Once you have read the listing, retype all of it exactly.

- _Supplied data_:

# # #

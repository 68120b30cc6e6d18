//! Render pipeline construction.
//!
//! All pipelines and bind group layouts are built once at renderer creation
//! and reused every frame; only bind groups that reference per-frame views
//! are recreated. Shaders are compiled from WGSL embedded next to this
//! module.

pub mod bloom;
pub mod composite;
pub mod geometry;

/// Format of the HDR capture and every bloom mip.
pub const HDR_FORMAT: wgpu::TextureFormat = wgpu::TextureFormat::Rgba16Float;

/// Format of the capture pass depth/stencil buffer.
pub const DEPTH_FORMAT: wgpu::TextureFormat = wgpu::TextureFormat::Depth24PlusStencil8;

/// All pipelines plus the layouts and samplers the renderer binds against.
pub struct Programs {
    pub camera_layout: wgpu::BindGroupLayout,
    pub material_layout: wgpu::BindGroupLayout,
    pub sky_layout: wgpu::BindGroupLayout,
    pub filter_layout: wgpu::BindGroupLayout,
    pub composite_layout: wgpu::BindGroupLayout,

    pub linear_sampler: wgpu::Sampler,
    pub nearest_sampler: wgpu::Sampler,

    pub geometry: wgpu::RenderPipeline,
    pub sky: wgpu::RenderPipeline,
    pub downsample: wgpu::RenderPipeline,
    pub upsample: wgpu::RenderPipeline,
    pub composite: wgpu::RenderPipeline,
}

impl Programs {
    pub fn new(device: &wgpu::Device, surface_format: wgpu::TextureFormat) -> Self {
        let camera_layout = device.create_bind_group_layout(&wgpu::BindGroupLayoutDescriptor {
            entries: &[wgpu::BindGroupLayoutEntry {
                binding: 0,
                visibility: wgpu::ShaderStages::VERTEX | wgpu::ShaderStages::FRAGMENT,
                ty: uniform_entry(),
                count: None,
            }],
            label: Some("camera_bind_group_layout"),
        });

        let material_layout = device.create_bind_group_layout(&wgpu::BindGroupLayoutDescriptor {
            entries: &[
                wgpu::BindGroupLayoutEntry {
                    binding: 0,
                    visibility: wgpu::ShaderStages::FRAGMENT,
                    ty: uniform_entry(),
                    count: None,
                },
                texture_entry(1),
                sampler_entry(2),
            ],
            label: Some("material_bind_group_layout"),
        });

        let sky_layout = device.create_bind_group_layout(&wgpu::BindGroupLayoutDescriptor {
            entries: &[texture_entry(0), sampler_entry(1)],
            label: Some("sky_bind_group_layout"),
        });

        // Shared by the downsample and upsample filter passes.
        let filter_layout = device.create_bind_group_layout(&wgpu::BindGroupLayoutDescriptor {
            entries: &[
                texture_entry(0),
                sampler_entry(1),
                wgpu::BindGroupLayoutEntry {
                    binding: 2,
                    visibility: wgpu::ShaderStages::FRAGMENT,
                    ty: uniform_entry(),
                    count: None,
                },
            ],
            label: Some("filter_bind_group_layout"),
        });

        let composite_layout = device.create_bind_group_layout(&wgpu::BindGroupLayoutDescriptor {
            entries: &[
                texture_entry(0),
                texture_entry(1),
                sampler_entry(2),
                wgpu::BindGroupLayoutEntry {
                    binding: 3,
                    visibility: wgpu::ShaderStages::FRAGMENT,
                    ty: uniform_entry(),
                    count: None,
                },
            ],
            label: Some("composite_bind_group_layout"),
        });

        let linear_sampler = device.create_sampler(&wgpu::SamplerDescriptor {
            label: Some("linear sampler"),
            address_mode_u: wgpu::AddressMode::ClampToEdge,
            address_mode_v: wgpu::AddressMode::ClampToEdge,
            mag_filter: wgpu::FilterMode::Linear,
            min_filter: wgpu::FilterMode::Linear,
            mipmap_filter: wgpu::FilterMode::Linear,
            ..Default::default()
        });
        let nearest_sampler = device.create_sampler(&wgpu::SamplerDescriptor {
            label: Some("nearest sampler"),
            address_mode_u: wgpu::AddressMode::Repeat,
            address_mode_v: wgpu::AddressMode::Repeat,
            mag_filter: wgpu::FilterMode::Nearest,
            min_filter: wgpu::FilterMode::Nearest,
            mipmap_filter: wgpu::FilterMode::Nearest,
            ..Default::default()
        });

        let geometry = geometry::mk_geometry_pipeline(device, &camera_layout, &material_layout);
        let sky = geometry::mk_sky_pipeline(device, &sky_layout);
        let downsample = bloom::mk_downsample_pipeline(device, &filter_layout);
        let upsample = bloom::mk_upsample_pipeline(device, &filter_layout);
        let composite =
            composite::mk_composite_pipeline(device, &composite_layout, surface_format);

        Self {
            camera_layout,
            material_layout,
            sky_layout,
            filter_layout,
            composite_layout,
            linear_sampler,
            nearest_sampler,
            geometry,
            sky,
            downsample,
            upsample,
            composite,
        }
    }
}

fn uniform_entry() -> wgpu::BindingType {
    wgpu::BindingType::Buffer {
        ty: wgpu::BufferBindingType::Uniform,
        has_dynamic_offset: false,
        min_binding_size: None,
    }
}

fn texture_entry(binding: u32) -> wgpu::BindGroupLayoutEntry {
    wgpu::BindGroupLayoutEntry {
        binding,
        visibility: wgpu::ShaderStages::FRAGMENT,
        ty: wgpu::BindingType::Texture {
            sample_type: wgpu::TextureSampleType::Float { filterable: true },
            view_dimension: wgpu::TextureViewDimension::D2,
            multisampled: false,
        },
        count: None,
    }
}

fn sampler_entry(binding: u32) -> wgpu::BindGroupLayoutEntry {
    wgpu::BindGroupLayoutEntry {
        binding,
        visibility: wgpu::ShaderStages::FRAGMENT,
        ty: wgpu::BindingType::Sampler(wgpu::SamplerBindingType::Filtering),
        count: None,
    }
}

pub(crate) fn mk_render_pipeline(
    device: &wgpu::Device,
    layout: &wgpu::PipelineLayout,
    targets: &[Option<wgpu::ColorTargetState>],
    depth_stencil: Option<wgpu::DepthStencilState>,
    vertex_layouts: &[wgpu::VertexBufferLayout],
    cull_mode: Option<wgpu::Face>,
    shader: wgpu::ShaderModuleDescriptor,
    label: &str,
) -> wgpu::RenderPipeline {
    let shader = device.create_shader_module(shader);

    device.create_render_pipeline(&wgpu::RenderPipelineDescriptor {
        cache: None,
        label: Some(label),
        layout: Some(layout),
        vertex: wgpu::VertexState {
            module: &shader,
            entry_point: Some("vs_main"),
            buffers: vertex_layouts,
            compilation_options: Default::default(),
        },
        fragment: Some(wgpu::FragmentState {
            module: &shader,
            entry_point: Some("fs_main"),
            targets,
            compilation_options: Default::default(),
        }),
        primitive: wgpu::PrimitiveState {
            topology: wgpu::PrimitiveTopology::TriangleList,
            strip_index_format: None,
            front_face: wgpu::FrontFace::Ccw,
            cull_mode,
            polygon_mode: wgpu::PolygonMode::Fill,
            unclipped_depth: false,
            conservative: false,
        },
        depth_stencil,
        multisample: wgpu::MultisampleState {
            count: 1,
            mask: !0,
            alpha_to_coverage_enabled: false,
        },
        multiview: None,
    })
}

# # #

- _Written answer_:
repository 68120b30cc6e6d18
//! Render pipeline construction.
//!
//! All pipelines and bind group layouts are built once at renderer creation
//! and reused every frame; only bind groups that reference per-frame views
//! are recreated. Shaders are compiled from WGSL embedded next to this
//! module.

pub mod bloom;
pub mod composite;
pub mod geometry;

/// Format of the HDR capture and every bloom mip.
pub const HDR_FORMAT: wgpu::TextureFormat = wgpu::TextureFormat::Rgba16Float;

/// Format of the capture pass depth/stencil buffer.
pub const DEPTH_FORMAT: wgpu::TextureFormat = wgpu::TextureFormat::Depth24PlusStencil8;

/// All pipelines plus the layouts and samplers the renderer binds against.
pub struct Programs {
    pub camera_layout: wgpu::BindGroupLayout,
    pub material_layout: wgpu::BindGroupLayout,
    pub sky_layout: wgpu::BindGroupLayout,
    pub filter_layout: wgpu::BindGroupLayout,
    pub composite_layout: wgpu::BindGroupLayout,

    pub linear_sampler: wgpu::Sampler,
    pub nearest_sampler: wgpu::Sampler,

    pub geometry: wgpu::RenderPipeline,
    pub sky: wgpu::RenderPipeline,
    pub downsample: wgpu::RenderPipeline,
    pub upsample: wgpu::RenderPipeline,
    pub composite: wgpu::RenderPipeline,
}

impl Programs {
    pub fn new(device: &wgpu::Device, surface_format: wgpu::TextureFormat) -> Self {
        let camera_layout = device.create_bind_group_layout(&wgpu::BindGroupLayoutDescriptor {
            entries: &[wgpu::BindGroupLayoutEntry {
                binding: 0,
                visibility: wgpu::ShaderStages::VERTEX | wgpu::ShaderStages::FRAGMENT,
                ty: uniform_entry(),
                count: None,
            }],
            label: Some("camera_bind_group_layout"),
        });

        let material_layout = device.create_bind_group_layout(&wgpu::BindGroupLayoutDescriptor {
            entries: &[
                wgpu::BindGroupLayoutEntry {
                    binding: 0,
                    visibility: wgpu::ShaderStages::FRAGMENT,
                    ty: uniform_entry(),
                    count: None,
                },
                texture_entry(1),
                sampler_entry(2),
            ],
            label: Some("material_bind_group_layout"),
        });

        let sky_layout = device.create_bind_group_layout(&wgpu::BindGroupLayoutDescriptor {
            entries: &[texture_entry(0), sampler_entry(1)],
            label: Some("sky_bind_group_layout"),
        });

        // Shared by the downsample and upsample filter passes.
        let filter_layout = device.create_bind_group_layout(&wgpu::BindGroupLayoutDescriptor {
            entries: &[
                texture_entry(0),
                sampler_entry(1),
                wgpu::BindGroupLayoutEntry {
                    binding: 2,
                    visibility: wgpu::ShaderStages::FRAGMENT,
                    ty: uniform_entry(),
                    count: None,
                },
            ],
            label: Some("filter_bind_group_layout"),
        });

        let composite_layout = device.create_bind_group_layout(&wgpu::BindGroupLayoutDescriptor {
            entries: &[
                texture_entry(0),
                texture_entry(1),
                sampler_entry(2),
                wgpu::BindGroupLayoutEntry {
                    binding: 3,
                    visibility: wgpu::ShaderStages::FRAGMENT,
                    ty: uniform_entry(),
                    count: None,
                },
            ],
            label: Some("composite_bind_group_layout"),
        });

        let linear_sampler = device.create_sampler(&wgpu::SamplerDescriptor {
            label: Some("linear sampler"),
            address_mode_u: wgpu::AddressMode::ClampToEdge,
            address_mode_v: wgpu::AddressMode::ClampToEdge,
            mag_filter: wgpu::FilterMode::Linear,
            min_filter: wgpu::FilterMode::Linear,
            mipmap_filter: wgpu::FilterMode::Linear,
            ..Default::default()
        });
        let nearest_sampler = device.create_sampler(&wgpu::SamplerDescriptor {
            label: Some("nearest sampler"),
            address_mode_u: wgpu::AddressMode::Repeat,
            address_mode_v: wgpu::AddressMode::Repeat,
            mag_filter: wgpu::FilterMode::Nearest,
            min_filter: wgpu::FilterMode::Nearest,
            mipmap_filter: wgpu::FilterMode::Nearest,
            ..Default::default()
        });

        let geometry = geometry::mk_geometry_pipeline(device, &camera_layout, &material_layout);
        let sky = geometry::mk_sky_pipeline(device, &sky_layout);
        let downsample = bloom::mk_downsample_pipeline(device, &filter_layout);
        let upsample = bloom::mk_upsample_pipeline(device, &filter_layout);
        let composite =
            composite::mk_composite_pipeline(device, &composite_layout, surface_format);

        Self {
            camera_layout,
            material_layout,
            sky_layout,
            filter_layout,
            composite_layout,
            linear_sampler,
            nearest_sampler,
            geometry,
            sky,
            downsample,
            upsample,
            composite,
        }
    }
}

fn uniform_entry() -> wgpu::BindingType {
    wgpu::BindingType::Buffer {
        ty: wgpu::BufferBindingType::Uniform,
        has_dynamic_offset: false,
        min_binding_size: None,
    }
}

fn texture_entry(binding: u32) -> wgpu::BindGroupLayoutEntry {
    wgpu::BindGroupLayoutEntry {
        binding,
        visibility: wgpu::ShaderStages::FRAGMENT,
        ty: wgpu::BindingType::Texture {
            sample_type: wgpu::TextureSampleType::Float { filterable: true },
            view_dimension: wgpu::TextureViewDimension::D2,
            multisampled: false,
        },
        count: None,
    }
}

fn sampler_entry(binding: u32) -> wgpu::BindGroupLayoutEntry {
    wgpu::BindGroupLayoutEntry {
        binding,
        visibility: wgpu::ShaderStages::FRAGMENT,
        ty: wgpu::BindingType::Sampler(wgpu::SamplerBindingType::Filtering),
        count: None,
    }
}

pub(crate) fn mk_render_pipeline(
    device: &wgpu::Device,
    layout: &wgpu::PipelineLayout,
    targets: &[Option<wgpu::ColorTargetState>],
    depth_stencil: Option<wgpu::DepthStencilState>,
    vertex_layouts: &[wgpu::VertexBufferLayout],
    cull_mode: Option<wgpu::Face>,
    shader: wgpu::ShaderModuleDescriptor,
    label: &str,
) -> wgpu::RenderPipeline {
    let shader = device.create_shader_module(shader);

    device.create_render_pipeline(&wgpu::RenderPipelineDescriptor {
        cache: None,
        label: Some(label),
        layout: Some(layout),
        vertex: wgpu::VertexState {
            module: &shader,
            entry_point: Some("vs_main"),
            buffers: vertex_layouts,
            compilation_options: Default::default(),
        },
        fragment: Some(wgpu::FragmentState {
            module: &shader,
            entry_point: Some("fs_main"),
            targets,
            compilation_options: Default::default(),
        }),
        primitive: wgpu::PrimitiveState {
            topology: wgpu::PrimitiveTopology::TriangleList,
            strip_index_format: None,
            front_face: wgpu::FrontFace::Ccw,
            cull_mode,
            polygon_mode: wgpu::PolygonMode::Fill,
            unclipped_depth: false,
            conservative: false,
        },
        depth_stencil,
        multisample: wgpu::MultisampleState {
            count: 1,
            mask: !0,
            alpha_to_coverage_enabled: false,
        },
        multiview: None,
    })
}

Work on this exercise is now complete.